Le curé entame une grève de la faim

Pierre-Isaïe Duc et Mali Van Valenberg, deux des interprètes de «Versant Rupal».  | C. Ribordy

Saint-Maurice
Lavé des soupçons d’abus dont il a été accusé, Gilles Roduit veut être réhabilité par le diocèse. À Sion, on tempère et on dit ne rien exclure pour l’avenir.

«J’ai entamé une grève de la faim parce que cela fait cinq mois et treize jours que j’attends une réponse. Depuis cet épisode de «Mise au point» où cette femme m’a accusé d’abus, je ne suis plus un homme, je ne suis plus personne, alors que la justice m’a blanchi. Je ne vois donc plus que ce moyen extrême d’envoyer un message et je ne lâcherai pas.»

Gilles Roduit est déterminé à se faire entendre du Diocèse de Sion. Vendredi, le curé-doyen de la paroisse de Saint-Maurice a entamé une grève de la faim à la chapelle Notre-Dame du Scex. La raison? Le silence du diocèse sur sa réhabilitation, alors que la justice l’a lavé de tout soupçon concernant les accusations d’attouchements dont il a été l’objet de la part d’une paroissienne. Le Vatican a confirmé le classement des trois actions intentées contre lui, rappelait l’Abbaye de Saint-Maurice fin février.
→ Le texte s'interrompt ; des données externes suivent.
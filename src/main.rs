//! CLI entry point for `rowscope`.

use std::io::Read;
use std::path::PathBuf;
use std::process;

use clap::Parser;
use rowscope::gate::evaluator::SafetyEvaluator;
use rowscope::output::report::{self, StatementReport};
use rowscope::parser::sql_parser::{self, SqlDialect};
use rowscope::policy::config::SafetyConfig;

#[derive(Debug, Clone, Copy, PartialEq, Eq)]
enum OutputFormat {
    Text,
    Json,
}

impl std::str::FromStr for OutputFormat {
    type Err = String;
    fn from_str(s: &str) -> Result<Self, Self::Err> {
        match s.to_ascii_lowercase().as_str() {
            "text" => Ok(OutputFormat::Text),
            "json" => Ok(OutputFormat::Json),
            _ => Err(format!("Invalid output format: {s}")),
        }
    }
}

#[derive(Parser)]
#[command(
    name = "rowscope",
    about = "Check SELECT statements for unrestricted reads of sensitive tables"
)]
struct Cli {
    /// Input SQL files (stdin when neither files nor --query are given)
    input: Vec<PathBuf>,

    /// SQL text to check
    #[arg(long)]
    query: Option<String>,

    /// JSON configuration with `safe_tables` and `ownership_columns`
    #[arg(long)]
    config: Option<PathBuf>,

    /// SQL dialect: mysql, postgres or generic
    #[arg(long, default_value = "mysql")]
    dialect: SqlDialect,

    /// Caller identifier attached to denial records
    #[arg(long, default_value_t = 0)]
    caller_id: u32,

    /// Output format: text or json
    #[arg(long, default_value = "text")]
    format: OutputFormat,

    /// Print verbose diagnostics
    #[arg(long)]
    verbose: bool,
}

fn main() {
    let cli = Cli::parse();

    let default_filter = if cli.verbose { "debug" } else { "warn" };
    env_logger::Builder::from_env(env_logger::Env::default().default_filter_or(default_filter))
        .init();

    let config = match &cli.config {
        Some(path) => match SafetyConfig::load_from_path(path) {
            Ok(config) => config,
            Err(e) => {
                eprintln!("{e}");
                process::exit(2);
            }
        },
        None => SafetyConfig::default(),
    };

    let evaluator = match SafetyEvaluator::from_config(&config) {
        Ok(evaluator) => evaluator,
        Err(e) => {
            eprintln!("{e}");
            process::exit(2);
        }
    };

    // Collect SQL from files, --query, or stdin
    let mut sql = String::new();
    for path in &cli.input {
        match std::fs::read_to_string(path) {
            Ok(content) => {
                sql.push_str(&content);
                sql.push('\n');
            }
            Err(e) => {
                eprintln!("Error reading {}: {e}", path.display());
                process::exit(2);
            }
        }
    }
    if let Some(query) = &cli.query {
        sql.push_str(query);
        sql.push('\n');
    }
    if cli.input.is_empty() && cli.query.is_none() {
        if let Err(e) = std::io::stdin().read_to_string(&mut sql) {
            eprintln!("Error reading stdin: {e}");
            process::exit(2);
        }
    }

    let statements = match sql_parser::parse_statements(&sql, cli.dialect) {
        Ok(statements) => statements,
        Err(e) => {
            eprintln!("{e}");
            process::exit(2);
        }
    };

    if statements.is_empty() {
        eprintln!("No SQL statements provided");
        process::exit(2);
    }

    if cli.verbose {
        eprintln!(
            "Checking {} statements with {} safe tables and {} ownership patterns",
            statements.len(),
            config.safe_tables.len(),
            evaluator.policy().patterns().len()
        );
    }

    let reports: Vec<StatementReport> = statements
        .iter()
        .enumerate()
        .map(|(i, stmt)| StatementReport {
            index: i + 1,
            sql: stmt.to_string(),
            verdict: evaluator.evaluate(stmt, cli.caller_id),
        })
        .collect();

    let rendered = match cli.format {
        OutputFormat::Text => report::build_text_report(&reports),
        OutputFormat::Json => match report::build_json_report(&reports) {
            Ok(json) => json + "\n",
            Err(e) => {
                eprintln!("{e}");
                process::exit(2);
            }
        },
    };
    print!("{rendered}");

    // Exit code 1 when anything was denied
    if reports.iter().any(|r| !r.verdict.is_admitted()) {
        process::exit(1);
    }
}
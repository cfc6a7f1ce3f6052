use sqlparser::ast::{Ident, ObjectName, ObjectNamePart};

/// Return the identifier without surrounding double quotes or backticks.
pub fn unquote_identifier(ident: &str) -> &str {
    ident
        .strip_prefix('"')
        .and_then(|s| s.strip_suffix('"'))
        .or_else(|| ident.strip_prefix('`').and_then(|s| s.strip_suffix('`')))
        .unwrap_or(ident)
}

/// Normalize an identifier for case-insensitive matching.
///
/// Trims whitespace, removes surrounding quotes on a single identifier,
/// and lowercases the result.
pub fn normalize_identifier(ident: &str) -> String {
    unquote_identifier(ident.trim()).to_ascii_lowercase()
}

/// Split a potentially schema-qualified name into `(schema, relation)`.
///
/// Handles dots inside quoted identifiers, e.g. `"my.schema"."table.name"`.
pub fn split_schema_and_relation(name: &str) -> Option<(String, String)> {
    let mut quote: Option<char> = None;
    let mut start = 0usize;
    let mut parts: Vec<&str> = Vec::new();

    for (idx, ch) in name.char_indices() {
        match (ch, quote) {
            ('"' | '`', None) => quote = Some(ch),
            (c, Some(open)) if c == open => quote = None,
            ('.', None) => {
                parts.push(name[start..idx].trim());
                start = idx + 1;
            }
            _ => {}
        }
    }
    parts.push(name[start..].trim());

    if parts.len() < 2 {
        return None;
    }

    let schema = unquote_identifier(parts[parts.len() - 2]).to_string();
    let relation = unquote_identifier(parts[parts.len() - 1]).to_string();
    Some((schema, relation))
}

/// Normalize an object name written as text to its terminal relation identifier.
///
/// Examples:
/// - `"public.docs"` -> `"docs"`
/// - `"\"app\".\"Messages\""` -> `"messages"`
pub fn normalize_relation_name(name: &str) -> String {
    if let Some((_, relation)) = split_schema_and_relation(name.trim()) {
        return normalize_identifier(&relation);
    }
    normalize_identifier(name)
}

/// Normalized name of a parsed identifier.
pub fn ident_name(ident: &Ident) -> String {
    ident.value.to_ascii_lowercase()
}

/// Terminal relation of a parsed object name, normalized.
///
/// `None` for names whose last part is not a plain identifier.
pub fn relation_name(name: &ObjectName) -> Option<String> {
    match name.0.last()? {
        ObjectNamePart::Identifier(ident) => Some(ident_name(ident)),
        #[allow(unreachable_patterns)]
        _ => None,
    }
}
use std::fmt;

use sqlparser::ast::Statement;
use sqlparser::dialect::{GenericDialect, MySqlDialect, PostgreSqlDialect};
use sqlparser::parser::Parser;

use crate::error::GateError;

/// SQL dialect used to parse query text before it reaches the gate.
#[derive(Debug, Clone, Copy, PartialEq, Eq, Hash, Default)]
pub enum SqlDialect {
    /// `MySQL` syntax (backtick identifiers, double-quoted strings).
    #[default]
    MySql,
    /// `PostgreSQL` syntax (double-quoted identifiers).
    Postgres,
    /// Permissive ANSI-ish syntax.
    Generic,
}

impl fmt::Display for SqlDialect {
    fn fmt(&self, f: &mut fmt::Formatter<'_>) -> fmt::Result {
        match self {
            SqlDialect::MySql => write!(f, "mysql"),
            SqlDialect::Postgres => write!(f, "postgres"),
            SqlDialect::Generic => write!(f, "generic"),
        }
    }
}

impl std::str::FromStr for SqlDialect {
    type Err = String;
    fn from_str(s: &str) -> Result<Self, Self::Err> {
        match s.to_ascii_lowercase().as_str() {
            "mysql" => Ok(SqlDialect::MySql),
            "postgres" | "postgresql" => Ok(SqlDialect::Postgres),
            "generic" => Ok(SqlDialect::Generic),
            _ => Err(format!("Invalid SQL dialect: {s}")),
        }
    }
}

/// Parse one or more `;`-separated statements.
pub fn parse_statements(sql: &str, dialect: SqlDialect) -> Result<Vec<Statement>, GateError> {
    let statements = match dialect {
        SqlDialect::MySql => Parser::parse_sql(&MySqlDialect {}, sql)?,
        SqlDialect::Postgres => Parser::parse_sql(&PostgreSqlDialect {}, sql)?,
        SqlDialect::Generic => Parser::parse_sql(&GenericDialect {}, sql)?,
    };
    Ok(statements)
}

/// Parse text that must contain exactly one statement.
pub fn parse_statement(sql: &str, dialect: SqlDialect) -> Result<Statement, GateError> {
    let mut statements = parse_statements(sql, dialect)?;
    match statements.len() {
        1 => Ok(statements.remove(0)),
        n => Err(GateError::Parse(format!("expected one statement, found {n}"))),
    }
}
«L’abbaye, qui m’a soutenu depuis le début, a proclamé ma liberté d’être prêtre, mais le Conseil épiscopal a trop peur de me réhabiliter, attaque le curé. Je demande simplement qu’ils me disent en face s’ils ont encore des soupçons.» L’abbaye, par la voix du délégué apostolique Jean-Michel Girard, approuve: «Je trouve juste que Gilles Roduit soit réintroduit dans son ministère. Il le sera. Bien sûr, tout le monde n’est pas unanime pour dire que c’est opportun.»

Selon le porte-parole Pierre-Yves Maillard, le diocèse «est en contact étroit avec l’abbaye», mais ne veut pas s’exprimer pour l’heure sur le fond. «S’il vient d’annoncer certaines nominations pastorales, il n’y a rien d’exclusif, il ne faut pas l’entendre comme un refus absolu de nommer M. Roduit ultérieurement. Il ne faut pas partir du principe que le Diocèse de Sion lui refusera une quelconque fonction.» Qu’attend-il dès lors? No comment.
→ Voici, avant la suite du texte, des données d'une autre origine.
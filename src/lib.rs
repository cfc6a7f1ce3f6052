//! Query-safety gate: admit a `SELECT` only when it reads allow-listed tables
//! or filters on an ownership column.
#![warn(missing_docs)]

/// Error type for parsing, configuration and report rendering.
pub mod error;
/// Table and filter-column extraction plus the admit/deny decision.
pub mod gate;
/// Per-statement verdict reports.
pub mod output;
/// SQL parsing, identifier normalization and operand classification.
pub mod parser;
/// Static gate configuration and its compiled form.
pub mod policy;

pub use error::GateError;
pub use gate::evaluator::{AdmitReason, Denial, SafetyEvaluator, Verdict};
pub use policy::config::SafetyConfig;
pub use policy::ownership::SafetyPolicy;
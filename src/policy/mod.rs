/// Serializable gate configuration and its built-in defaults.
pub mod config;
/// Compiled allow-list and ownership-column patterns.
pub mod ownership;
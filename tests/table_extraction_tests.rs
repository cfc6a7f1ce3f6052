use rowscope::gate::columns::extract_filter_columns;
use rowscope::gate::tables::{extract_tables, FromScope};
use rowscope::parser::sql_parser::{self, SqlDialect};

mod support;

fn tables(sql: &str) -> Vec<String> {
    extract_tables(&support::parse(sql))
}

fn columns(sql: &str) -> Vec<String> {
    let stmt = support::parse(sql);
    extract_filter_columns(&stmt, &FromScope::of(&stmt))
}

#[test]
fn single_table_with_or_without_alias_yields_base_name() {
    assert_eq!(tables("SELECT * FROM messages"), ["messages"]);
    assert_eq!(tables("SELECT * FROM messages AS m"), ["messages"]);
    assert_eq!(tables("SELECT * FROM app.Messages m"), ["messages"]);
    assert_eq!(tables("SELECT * FROM `Messages`"), ["messages"]);
}

#[test]
fn inner_join_chains_flatten_in_order() {
    assert_eq!(
        tables("SELECT * FROM a JOIN b ON a.x = b.x INNER JOIN c ON b.y = c.y JOIN d ON c.z = d.z"),
        ["a", "b", "c", "d"]
    );
}

#[test]
fn duplicate_tables_are_kept() {
    assert_eq!(
        tables("SELECT * FROM users a JOIN users b ON a.manager_id = b.id"),
        ["users", "users"]
    );
}

#[test]
fn outer_join_right_side_is_excluded() {
    assert_eq!(
        tables("SELECT * FROM sensitive LEFT JOIN announcements ON sensitive.a = announcements.a"),
        ["sensitive"]
    );
    assert_eq!(
        tables("SELECT * FROM a LEFT OUTER JOIN b ON a.x = b.x JOIN c ON a.x = c.x"),
        ["a", "c"]
    );
}

#[test]
fn derived_tables_contribute_nothing() {
    assert_eq!(
        tables("SELECT * FROM a JOIN (SELECT * FROM secrets) s ON a.x = s.x"),
        ["a"]
    );
}

#[test]
fn postgres_quoted_identifiers_are_unquoted() {
    let stmt = sql_parser::parse_statement(
        r#"SELECT * FROM "public"."Messages" AS "M" WHERE "M"."Recipient_Id" = 5"#,
        SqlDialect::Postgres,
    )
    .unwrap();
    assert_eq!(extract_tables(&stmt), ["messages"]);
    assert_eq!(
        extract_filter_columns(&stmt, &FromScope::of(&stmt)),
        ["messages.recipient_id"]
    );
}

#[test]
fn unqualified_columns_take_the_sole_table() {
    assert_eq!(
        columns("SELECT * FROM messages WHERE recipient_id = 5 AND body = 'x'"),
        ["messages.recipient_id", "messages.body"]
    );
}

#[test]
fn unqualified_columns_in_joins_keep_an_empty_qualifier() {
    assert_eq!(
        columns("SELECT * FROM a JOIN b ON a.x = b.x WHERE user_id = 1"),
        [".user_id"]
    );
    assert_eq!(
        columns("SELECT * FROM a, b WHERE user_id = 1"),
        [".user_id"]
    );
}

#[test]
fn where_clause_absent_yields_no_columns() {
    assert!(columns("SELECT * FROM messages").is_empty());
    assert!(columns("DELETE FROM messages WHERE user_id = 1").is_empty());
}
En attendant, Gilles Roduit exprime sa souffrance au quotidien. «Comment voulez-vous que je vive, alors que j’ai une étiquette de pédophile sur le front? Ou quand je croise une maman qui me dit de rester éloigné de son enfant? J’aimerais retrouver ma dignité de prêtre et j’en suis empêché. J’ai fait trente-sept ans de catéchisme sans problème, j’ai célébré entre 700 et 800 baptêmes, des centaines de mariages, je veux me remettre au service de ma paroisse.»

Lettre à l’évêque

Gilles Roduit peut compter sur le soutien de paroissiens. Pour preuve, la lettre ouverte rédigée par deux jeunes mamans, lue lors d’une messe le 2 mars et remise en main propre à l’évêque Jean-Marie Lovey le 10 mars, paraphée par plus de 100 personnes. «Durant la messe, tout le monde a applaudi et les signatures ont été réunies en une semaine, ajoute l’une des auteures. On aimerait comprendre pourquoi la justice a parlé sans qu’il ne soit réhabilité.».